New Orleans, voodoo, and Disney's first black princess
Disney's upcoming animated movie The Frog Princess, an American fairy tale musical set in New Orleans during the 1920s Jazz Age, will star the first black princess in Disney history. No announcement has yet been made about who will voice the 19-year-old a chambermaid named Maddy, but Alicia Keys and Dreamgirls Jennifer Hudson and Anika Noni Rose are reportedly among the contenders.
This is a really great - if long overdue - development, but I rolled my eyes when I saw that that the movie was set in New Orleans. Of course the first movie featuring a black princess would be set in New Orleans - because that's where the black people live, according to Hollywood. Not Cleveland or Seattle, or Boston, but New Orleans. Yes, there is a very large population of African Americans (and Caribbean Americans) in New Orleans, but a lot of black people live elsewhere, too! Apparently a movie about a black princess from Cleveland just isn't as appealing. Why not?
In a word: voodoo.
Every time there's a special New Orleans-themed episode on a TV show, like the one on Bones earlier this season, or the latest episode of Blood Ties I watched last night, it always features black folks who practice voodoo. And sure enough, one of the characters in The Frog Princess is "an elderly, 200-year-old Voodoo priestess/fairy god-mother."

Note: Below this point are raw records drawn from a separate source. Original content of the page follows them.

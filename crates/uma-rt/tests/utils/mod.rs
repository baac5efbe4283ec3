mod mock;

use std::sync::atomic::Ordering;

use anyhow::{Context as _, Error};
use uma_rt::{Runtime, Sender};

pub use self::mock::{given_fail_actor, given_mock_actor, given_task_actor, ActorInfo};

pub fn when_sent_message_to(rt: &mut Runtime, sender: &Sender<()>) -> Result<(), Error> {
    sender.send(())?;

    rt.process().context("failed to process after sending")?;

    Ok(())
}

pub fn then_actor_dropped(actor: &ActorInfo) {
    assert!(actor.dropped.load(Ordering::SeqCst), "actor not dropped");
}
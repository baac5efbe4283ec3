use std::{
    fmt,
    net::{SocketAddr, ToSocketAddrs},
    str::FromStr,
};

use lazy_static::lazy_static;
use regex::Regex;

use crate::ConfigError;

lazy_static! {
    static ref BIND_SPEC: Regex = Regex::new(r"^(.+):(\d+)$").unwrap();
}

/// Address a server listens on, parsed from a `host:port` string.
#[derive(Debug, Clone, PartialEq, Eq, Hash)]
pub struct BindTarget {
    pub host: String,
    pub port: u16,
}

impl BindTarget {
    /// Resolve the target to the socket address to bind.
    ///
    /// IPv6 hosts may be given in brackets, as in `[::1]:8080`.
    pub fn resolve(&self) -> Result<SocketAddr, ConfigError> {
        let host = self
            .host
            .strip_prefix('[')
            .and_then(|host| host.strip_suffix(']'))
            .unwrap_or(&self.host);

        let mut addrs = (host, self.port)
            .to_socket_addrs()
            .map_err(|source| ConfigError::Resolve {
                target: self.to_string(),
                source,
            })?;

        addrs
            .next()
            .ok_or_else(|| ConfigError::NoAddress(self.to_string()))
    }
}

impl FromStr for BindTarget {
    type Err = ConfigError;

    fn from_str(spec: &str) -> Result<Self, Self::Err> {
        let invalid = || ConfigError::InvalidBindSpec(spec.to_string());

        let captures = BIND_SPEC.captures(spec).ok_or_else(invalid)?;
        let port = captures[2].parse().map_err(|_| invalid())?;

        Ok(Self {
            host: captures[1].to_string(),
            port,
        })
    }
}

impl fmt::Display for BindTarget {
    fn fmt(&self, f: &mut fmt::Formatter<'_>) -> fmt::Result {
        write!(f, "{}:{}", self.host, self.port)
    }
}

/// Parse bind specs, keeping their order.
pub fn parse_binds<I, S>(specs: I) -> Result<Vec<BindTarget>, ConfigError>
where
    I: IntoIterator<Item = S>,
    S: AsRef<str>,
{
    specs.into_iter().map(|spec| spec.as_ref().parse()).collect()
}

Nevermind that (I'm guessing) the majority of black people in New Orleans don't practice voodoo - white people just can't get this idea out of their heads. It exoticizes black folks and makes them seem more like the "other," and less like your neighbor down the street. I'm not black, and I'm not from New Orleans, but I'm offended on behalf of both. And intelligent people everywhere. Yes, I know I'm on a rant, and probably about something no one else cares about, but I don't like lazy writing that's based on stereotypes.
Watch, now I'll go home tonight and discover a voodoo doll that looks like me with pins stuck in it on my doorstep. If I turn into a giant snake in my sleep tonight, you'll know why!